ALTA ESPLOSIVITA’ – L’acqua può diventare il motore principale delle eruzioni quando entra in contatto con il magma all’interno della superficie terrestre. Essa infatti, in un ambiente molto caldo come quello in prossimità di una camera magmatica, essolve: passando rapidamente dallo stato liquido a quello gassoso,  causa un forte aumento della viscosità del magma, determinando così il carattere esplosivo di un vulcano. Questo tipo di contatto dà luogo ad eruzioni molto violente, classificabili come eruzioni sursteiane e freato-pliniane, che rientrano nell’ambito dell’attività freato-magmatica. Quando il serbatoio magmatico è posto al di sotto di una falda acquifera confinata, o poco più in basso della superficie del mare o di un lago, si originano spettacolari eruzioni freatiche (ultra-vulcaniane), dovute alla veloce vaporizzazione della massa d’acqua che, espandendosi, innescherà l’attività esplosiva; proprio quest’ultima tipologia eruttiva si è verificata a Vulcano (Eolie) nel 1888, ed è da qui che prendono il nome queste particolari manifestazioni eruttive.

LAHAR – Con questo termine indonesiano si indica la veloce discesa dalle pendici di un vulcano, di una massa costituita da acqua, rocce e detriti (generalmente la parte principale è costituita da depositi piroclastici); spesso si parla anche di “volcanic mudflow” e di “debris flows”. Sono fenomeni estremamente pericolosi perché caratterizzati da velocità dell’ordine delle decine di metri al secondo, e da percorrenze che arrivano a diversi chilometri. Hanno elevata energia e sono in tutto e hanno un comportamento del tutto assimilabile al cemento: solidificano molto rapidamente quando si fermano e sono estremamente fluidi durante la fase di movimento.

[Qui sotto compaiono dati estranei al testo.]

use std::path::{Path, PathBuf};
use std::sync::Arc;
use std::time::Duration;

use clap::{Parser, Subcommand};
use tokio::runtime;
use tracing::{error, info};

use tlvwire::{
    setup_local_tracing, setup_tracing, AppResult, CancelScope, Connection, FanOut, Message,
    Server, TcpDialer, Text, WireConfig,
};

#[derive(Parser)]
#[command(version)]
pub struct CommandLine {
    /// path to config file
    #[arg(short, long)]
    pub conf: Option<String>,
    #[command(subcommand)]
    pub command: Command,
    /// log level (v: info, vv: debug, vvv: trace)
    #[arg(short = 'v', long = "verbose", action = clap::ArgAction::Count)]
    pub verbose: u8,
}

#[derive(Subcommand)]
pub enum Command {
    /// run the TLV echo server with a liveness probe per connection
    Serve {
        /// directory for rolling log files
        #[arg(long, default_value = "logs")]
        log_dir: PathBuf,
    },
    /// race connections to every address and report the first that answers
    Dial {
        #[arg(required = true)]
        addresses: Vec<String>,
    },
    /// send one text message and print the echoed reply
    Send { address: String, text: String },
    PrintConfig,
}

fn load_config(conf: Option<&String>) -> AppResult<WireConfig> {
    match conf {
        Some(path) => WireConfig::set_up_config(path),
        None => {
            let default_path = Path::new("./conf.toml");
            if default_path.exists() {
                WireConfig::set_up_config(default_path)
            } else {
                Ok(WireConfig::default())
            }
        }
    }
}

fn main() -> AppResult<()> {
    let commandline = CommandLine::parse();
    if std::env::var_os("RUST_LOG").is_none() {
        let level = match commandline.verbose {
            0 => "warn",
            1 => "info",
            2 => "debug",
            _ => "trace",
        };
        std::env::set_var("RUST_LOG", level);
    }

    let config = Arc::new(load_config(commandline.conf.as_ref())?);

    // startup tokio runtime
    let rt = runtime::Builder::new_multi_thread().enable_all().build()?;

    match commandline.command {
        Command::Serve { log_dir } => {
            let _log_guard = setup_tracing(log_dir);
            rt.block_on(serve(config))
        }
        Command::Dial { addresses } => {
            setup_local_tracing()?;
            rt.block_on(dial(config, addresses))
        }
        Command::Send { address, text } => {
            setup_local_tracing()?;
            rt.block_on(send(config, address, text))
        }
        Command::PrintConfig => {
            println!("{:#?}", config);
            Ok(())
        }
    }
}

/// A root scope that ends on ctrl-c.
fn interruptible_scope() -> CancelScope {
    let scope = CancelScope::new();
    let on_signal = scope.clone();
    tokio::spawn(async move {
        if let Err(e) = tokio::signal::ctrl_c().await {
            error!("failed to listen for ctrl-c: {}", e);
            return;
        }
        info!("ctrl-c received, shutting down");
        on_signal.cancel();
    });
    scope
}

async fn serve(config: Arc<WireConfig>) -> AppResult<()> {
    let scope = interruptible_scope();
    let server = Server::bind(scope, config).await?;
    server.run().await
}

async fn dial(config: Arc<WireConfig>, addresses: Vec<String>) -> AppResult<()> {
    let root = interruptible_scope();
    let scope = root.child_with_timeout(config.dial_deadline());
    let fan_out = FanOut::new(TcpDialer::new(config.connect_timeout())).candidates(addresses);

    let report = fan_out.race_report(&scope).await;
    println!(
        "{} of {} attempts finished, scope ended: {:?}",
        report.finished, report.attempts, report.reason
    );
    let winner = report.into_result()?;
    println!("dialer {} connected to {}", winner.id, winner.address);
    Ok(())
}

async fn send(config: Arc<WireConfig>, address: String, text: String) -> AppResult<()> {
    let mut conn = Connection::connect(&address)
        .await?
        .with_max_payload_size(config.codec.max_payload_size);
    conn.set_timeout(config.idle_timeout().unwrap_or(Duration::from_secs(5)));
    conn.write_message(&Message::Text(Text::new(text))).await?;

    match conn.read_message().await? {
        Some(reply) => println!("{}", reply),
        None => println!("server closed the connection"),
    }
    conn.shutdown().await
}
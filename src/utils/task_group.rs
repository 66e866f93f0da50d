// Copyright 2025 jonefeewang@gmail.com
//
// Licensed under the Apache License, Version 2.0 (the "License");
// you may not use this file except in compliance with the License.
// You may obtain a copy of the License at
//
//     http://www.apache.org/licenses/LICENSE-2.0
//
// Unless required by applicable law or agreed to in writing, software
// distributed under the License is distributed on an "AS IS" BASIS,
// WITHOUT WARRANTIES OR CONDITIONS OF ANY KIND, either express or implied.
// See the License for the specific language governing permissions and
// limitations under the License.

use std::any::type_name;
use std::future::Future;
use std::sync::atomic::{AtomicUsize, Ordering};
use std::sync::Arc;

use tokio::task::JoinHandle;
use tracing::{error, trace, warn};

/// A set of spawned tasks that are always joined together.
///
/// `join_all` is the barrier: once it returns, no task of the group is
/// running any more. The completion counter is bumped when a task's future
/// finishes or unwinds, so a panicking task is still counted.
pub struct TaskGroup {
    name: String,
    next_id: usize,
    handles: Vec<(usize, JoinHandle<()>)>,
    completed: Arc<AtomicUsize>,
}

struct CompletionGuard(Arc<AtomicUsize>);

impl Drop for CompletionGuard {
    fn drop(&mut self) {
        self.0.fetch_add(1, Ordering::AcqRel);
    }
}

fn get_type_name<T>(_: &T) -> &'static str {
    type_name::<T>()
}

impl TaskGroup {
    pub fn new(name: impl Into<String>) -> Self {
        TaskGroup {
            name: name.into(),
            next_id: 0,
            handles: Vec::new(),
            completed: Arc::new(AtomicUsize::new(0)),
        }
    }

    pub fn spawn<F>(&mut self, task: F) -> usize
    where
        F: Future<Output = ()> + Send + 'static,
    {
        let id = self.next_id;
        self.next_id += 1;
        let guard = CompletionGuard(self.completed.clone());
        let handle = tokio::spawn(async move {
            let _guard = guard;
            task.await;
        });
        self.handles.push((id, handle));
        id
    }

    /// Tasks spawned so far, finished or not.
    pub fn spawned(&self) -> usize {
        self.next_id
    }

    pub fn completed(&self) -> usize {
        self.completed.load(Ordering::Acquire)
    }

    /// Drops the handles of tasks that already finished, for long lived
    /// groups such as one task per accepted connection.
    pub fn reap(&mut self) {
        self.handles.retain(|(_, handle)| !handle.is_finished());
    }

    /// Waits for every task of the group and returns the completion count.
    pub async fn join_all(mut self) -> usize {
        for (id, handle) in self.handles.drain(..) {
            match handle.await {
                Ok(()) => {
                    trace!("task {} of group {} joined", id, self.name);
                }
                Err(join_error) => {
                    if join_error.is_panic() {
                        let payload = join_error.into_panic();
                        if let Some(message) = payload.downcast_ref::<&'static str>() {
                            error!("task {} of group {} panicked with message: {}", id, self.name, message);
                        } else if let Some(message) = payload.downcast_ref::<String>() {
                            error!("task {} of group {} panicked with message: {}", id, self.name, message);
                        } else {
                            error!(
                                "task {} of group {} panicked with an unknown type: {}",
                                id,
                                self.name,
                                get_type_name(&payload)
                            );
                        }
                    } else {
                        warn!("task {} of group {} was aborted", id, self.name);
                    }
                }
            }
        }
        self.completed()
    }
}
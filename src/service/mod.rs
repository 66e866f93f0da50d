pub use app_error::{AppError, AppResult, FrameField};
pub use config::{CodecConfig, DialConfig, NetworkConfig, ProbeConfig, WireConfig};
pub use scope::{CancelScope, ScopeReason};
pub use server::Server;
pub use tracing_config::{setup_local_tracing, setup_tracing};

mod app_error;
mod config;
mod scope;
mod server;
mod tracing_config;
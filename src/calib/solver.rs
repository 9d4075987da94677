//! Damped Gauss–Newton (Levenberg–Marquardt) solver.
//!
//! Both least-squares style methods minimize `‖target − prediction(θ)‖²` for
//! some residual system:
//!
//! - plain data misfit (non-linear least squares)
//! - data misfit whitened by the observation error, stacked with prior rows
//!   (Gaussian non-linear calibration)
//!
//! Each iteration solves the augmented system
//!
//! ```text
//! [ J          ]       [ r ]
//! [ sqrt(λ) D  ] δ  =  [ 0 ]
//! ```
//!
//! with the same SVD least-squares routine used everywhere else, where `D` is
//! the Marquardt scaling `sqrt(diag(JᵀJ))`.

use nalgebra::{DMatrix, DVector, Vector2};
use rayon::prelude::*;

use crate::domain::Theta;
use crate::error::AppError;
use crate::math::{gradient, solve_least_squares, stack_rows};

const LAMBDA_INIT: f64 = 1e-3;
const LAMBDA_MIN: f64 = 1e-12;
const LAMBDA_MAX: f64 = 1e12;
/// Floor for the Marquardt scaling of columns without information.
const SCALE_FLOOR: f64 = 1e-9;

/// A residual vector `target − prediction(θ)` and its model-side Jacobian
/// `∂prediction/∂θ`.
pub trait ResidualSystem: Sync {
    fn residuals(&self, theta: &Theta) -> DVector<f64>;
    fn jacobian(&self, theta: &Theta) -> DMatrix<f64>;

    fn cost(&self, theta: &Theta) -> f64 {
        self.residuals(theta).norm_squared()
    }
}

/// Solver settings.
#[derive(Debug, Clone, Copy)]
pub struct SolverOptions {
    pub max_iter: usize,
    /// Relative tolerance on steps and cost decrease.
    pub tolerance: f64,
    /// Additional starting points around the initial guess.
    pub multistart: usize,
}

impl Default for SolverOptions {
    fn default() -> Self {
        Self {
            max_iter: 200,
            tolerance: 1e-10,
            multistart: 0,
        }
    }
}

/// Outcome of a single solve.
#[derive(Debug, Clone, Copy)]
pub struct SolverOutcome {
    pub theta: Theta,
    pub cost: f64,
    pub iterations: usize,
    pub converged: bool,
}

/// Minimize the system's cost starting from `start`.
pub fn minimize<S: ResidualSystem>(
    system: &S,
    start: Theta,
    opts: &SolverOptions,
) -> Result<SolverOutcome, AppError> {
    if !start.is_finite() {
        return Err(AppError::input("Initial guess must be finite."));
    }

    let mut theta = start;
    let mut r = system.residuals(&theta);
    let mut cost = r.norm_squared();
    if !cost.is_finite() {
        return Err(AppError::numeric("Non-finite cost at the initial guess."));
    }

    let tol = opts.tolerance.max(f64::EPSILON);
    let mut lambda = LAMBDA_INIT;
    let mut iterations = 0;
    let mut converged = cost == 0.0;

    while !converged && iterations < opts.max_iter {
        iterations += 1;
        let j = system.jacobian(&theta);

        let Some(step) = damped_step(&j, &r, lambda) else {
            lambda *= 10.0;
            if lambda > LAMBDA_MAX {
                break;
            }
            continue;
        };

        let candidate = Theta::from_vector(&(theta.to_vector() + step));
        let r_candidate = system.residuals(&candidate);
        let cost_candidate = r_candidate.norm_squared();

        if cost_candidate.is_finite() && cost_candidate < cost {
            let decrease = cost - cost_candidate;
            let small_step = step.norm() <= tol * (theta.to_vector().norm() + tol);

            theta = candidate;
            r = r_candidate;
            cost = cost_candidate;
            lambda = (lambda / 10.0).max(LAMBDA_MIN);

            tracing::trace!(iterations, cost, lambda, g = theta.g, h0 = theta.h0, "step accepted");

            if small_step || decrease <= tol * cost || cost == 0.0 {
                converged = true;
            }
        } else {
            lambda *= 10.0;
            // The step could not improve the cost: either we are sitting on the
            // minimum (gradient vanishes) or the system is degenerate.
            if lambda > LAMBDA_MAX {
                converged = gradient_vanishes(&j, &r, tol, cost);
                break;
            }
        }
    }

    if !converged {
        tracing::warn!(iterations, cost, "least-squares solver stopped before converging");
    }

    Ok(SolverOutcome {
        theta,
        cost,
        iterations,
        converged,
    })
}

/// Run [`minimize`] from the initial guess and `opts.multistart` extra starts,
/// keeping the lowest cost.
///
/// Starts are evaluated in parallel; ties break on start index so the result is
/// deterministic.
pub fn minimize_multistart<S: ResidualSystem>(
    system: &S,
    initial: Theta,
    opts: &SolverOptions,
) -> Result<SolverOutcome, AppError> {
    let starts = multistart_points(initial, opts.multistart);

    let outcomes: Vec<(usize, SolverOutcome)> = starts
        .par_iter()
        .enumerate()
        .filter_map(|(idx, start)| {
            minimize(system, *start, opts)
                .ok()
                .filter(|o| o.cost.is_finite() && o.theta.is_finite())
                .map(|o| (idx, o))
        })
        .collect();

    let Some(first) = outcomes.first() else {
        return Err(AppError::numeric("Least-squares solver failed from every starting point."));
    };

    let mut best = first;
    for candidate in &outcomes[1..] {
        if candidate.1.cost < best.1.cost || (candidate.1.cost == best.1.cost && candidate.0 < best.0) {
            best = candidate;
        }
    }

    if starts.len() > 1 {
        tracing::debug!(
            starts = starts.len(),
            solved = outcomes.len(),
            best_start = best.0,
            cost = best.1.cost,
            "multi-start finished"
        );
    }

    Ok(best.1)
}

/// Deterministic starting points: the initial guess followed by `extra` points
/// scattered over `[0.5, 1.5] ×` each component (additive quasi-random sequence).
pub fn multistart_points(initial: Theta, extra: usize) -> Vec<Theta> {
    const ALPHA_G: f64 = 0.754_877_666_246_692_7;
    const ALPHA_H: f64 = 0.569_840_290_998_053_2;

    let mut out = Vec::with_capacity(extra + 1);
    out.push(initial);
    for k in 1..=extra {
        let u = (0.5 + ALPHA_G * k as f64).fract();
        let v = (0.5 + ALPHA_H * k as f64).fract();
        let g = scale_component(initial.g, u);
        let h0 = scale_component(initial.h0, v);
        out.push(Theta::new(g, h0));
    }
    out
}

fn scale_component(value: f64, u: f64) -> f64 {
    if value == 0.0 {
        // Nothing to scale; spread around zero instead.
        u - 0.5
    } else {
        value * (0.5 + u)
    }
}

fn damped_step(j: &DMatrix<f64>, r: &DVector<f64>, lambda: f64) -> Option<Vector2<f64>> {
    let p = j.ncols();
    let mut damping = DMatrix::<f64>::zeros(p, p);
    for c in 0..p {
        let scale = j.column(c).norm().max(SCALE_FLOOR);
        damping[(c, c)] = lambda.sqrt() * scale;
    }
    let (a, b) = stack_rows(j, r, &damping, &DVector::zeros(p));
    let step = solve_least_squares(&a, &b)?;
    Some(Vector2::new(step[0], step[1]))
}

fn gradient_vanishes(j: &DMatrix<f64>, r: &DVector<f64>, tol: f64, cost: f64) -> bool {
    let grad = gradient(j, r);
    grad.amax() <= tol.sqrt() * (1.0 + cost.sqrt())
}

#[cfg(test)]
mod tests {
    use super::*;

    /// Straight line `a + b x` fitted to points (linear, one step away).
    struct Line {
        x: Vec<f64>,
        y: Vec<f64>,
    }

    impl ResidualSystem for Line {
        fn residuals(&self, theta: &Theta) -> DVector<f64> {
            DVector::from_iterator(
                self.x.len(),
                self.x.iter().zip(&self.y).map(|(x, y)| y - (theta.g + theta.h0 * x)),
            )
        }

        fn jacobian(&self, _theta: &Theta) -> DMatrix<f64> {
            DMatrix::from_fn(self.x.len(), 2, |i, c| if c == 0 { 1.0 } else { self.x[i] })
        }
    }

    /// Exponential decay `a exp(-b x)`.
    struct Decay {
        x: Vec<f64>,
        y: Vec<f64>,
    }

    impl ResidualSystem for Decay {
        fn residuals(&self, theta: &Theta) -> DVector<f64> {
            DVector::from_iterator(
                self.x.len(),
                self.x
                    .iter()
                    .zip(&self.y)
                    .map(|(x, y)| y - theta.g * (-theta.h0 * x).exp()),
            )
        }

        fn jacobian(&self, theta: &Theta) -> DMatrix<f64> {
            DMatrix::from_fn(self.x.len(), 2, |i, c| {
                let e = (-theta.h0 * self.x[i]).exp();
                if c == 0 { e } else { -theta.g * self.x[i] * e }
            })
        }
    }

    #[test]
    fn minimize_fits_line_exactly() {
        let x: Vec<f64> = (0..6).map(|i| i as f64).collect();
        let y: Vec<f64> = x.iter().map(|x| 2.0 + 3.0 * x).collect();
        let out = minimize(&Line { x, y }, Theta::new(0.0, 0.0), &SolverOptions::default()).unwrap();
        assert!(out.converged);
        assert!((out.theta.g - 2.0).abs() < 1e-8);
        assert!((out.theta.h0 - 3.0).abs() < 1e-8);
    }

    #[test]
    fn minimize_fits_nonlinear_decay() {
        let x: Vec<f64> = (0..20).map(|i| i as f64 * 0.25).collect();
        let y: Vec<f64> = x.iter().map(|x| 5.0 * (-0.7 * x).exp()).collect();
        let out = minimize(&Decay { x, y }, Theta::new(1.0, 0.2), &SolverOptions::default()).unwrap();
        assert!((out.theta.g - 5.0).abs() < 1e-6, "{:?}", out);
        assert!((out.theta.h0 - 0.7).abs() < 1e-6, "{:?}", out);
        assert!(out.cost < 1e-12);
    }

    #[test]
    fn minimize_rejects_non_finite_start() {
        let sys = Line { x: vec![0.0, 1.0], y: vec![0.0, 1.0] };
        assert!(minimize(&sys, Theta::new(f64::NAN, 0.0), &SolverOptions::default()).is_err());
    }

    #[test]
    fn multistart_points_are_deterministic() {
        let a = multistart_points(Theta::new(9.8, 46.0), 4);
        let b = multistart_points(Theta::new(9.8, 46.0), 4);
        assert_eq!(a, b);
        assert_eq!(a.len(), 5);
        assert_eq!(a[0], Theta::new(9.8, 46.0));
        for t in &a[1..] {
            assert!(t.g >= 4.9 && t.g <= 14.7);
            assert!(t.h0 >= 23.0 && t.h0 <= 69.0);
        }
    }

    #[test]
    fn multistart_picks_lowest_cost() {
        let x: Vec<f64> = (0..20).map(|i| i as f64 * 0.25).collect();
        let y: Vec<f64> = x.iter().map(|x| 5.0 * (-0.7 * x).exp()).collect();
        let opts = SolverOptions { multistart: 6, ..SolverOptions::default() };
        let out = minimize_multistart(&Decay { x, y }, Theta::new(1.0, 0.2), &opts).unwrap();
        assert!(out.cost < 1e-12);
    }
}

Si possono originare per diversi motivi, i quali sono alla base della distinzione trai lahar freddi e caldi. Nel primo caso possono verificarsi inondazioni in seguito allo scioglimento dei ghiacciai presenti nei pressi del cratere, o per via di intense piogge nelle zone coperte da vecchi depositi piroclastici, che vengono quindi mobilizzati, creando una vera e propria valanga di fango (a tal proposito è tristemente noto l’episodio di Sarno nel 1998). Nel secondo caso l’innesco è dovuto al contatto tra un flusso piroclastico ad alta temperatura con il ghiaccio o la neve presenti sull’edificio vulcanico: il calore fonde rapidamente queste masse fredde, e, mescolandosi con il flusso piroclastico, dà luogo ad una colata calda di fango e detriti. Uno dei più distruttivi lahar caldi è stato quello del Nevado del Ruiz, che in Colombia, nel 1985, ha ucciso 23000 persone, seppellendo la città di Armero sotto 8 metri di fango e detriti. Recentemente, sono proprio i lahar a costituire il pericolo principale nella zona del vulcano Kelut (Indonesia): la comunità scientifica è preoccupata da una recente stima che ipotizza la possibile mobilizzazione di ben 50 milioni di metri cubi di depositi piroclastici (messi in posto in seguito alla recente eruzione del 13 Febbraio), a causa delle forti piogge attese nei prossimi giorni. In questa zona si sono infatti già verificati alcuni lahar che hanno causato molti danni, ma fortunatamente nessuna vittima.

Come abbiamo visto, l’incontro tra magma e acqua può dar luogo a fenomeni suggestivi e a spettacoli osservabili in tutta sicurezza (Hawaii) oppure provocare scenari apocalittici e fortemente distruttivi, in base alle modalità di interazione: in questo particolare contesto, cambiando l’ordine dei fattori, il risultato cambia, eccome.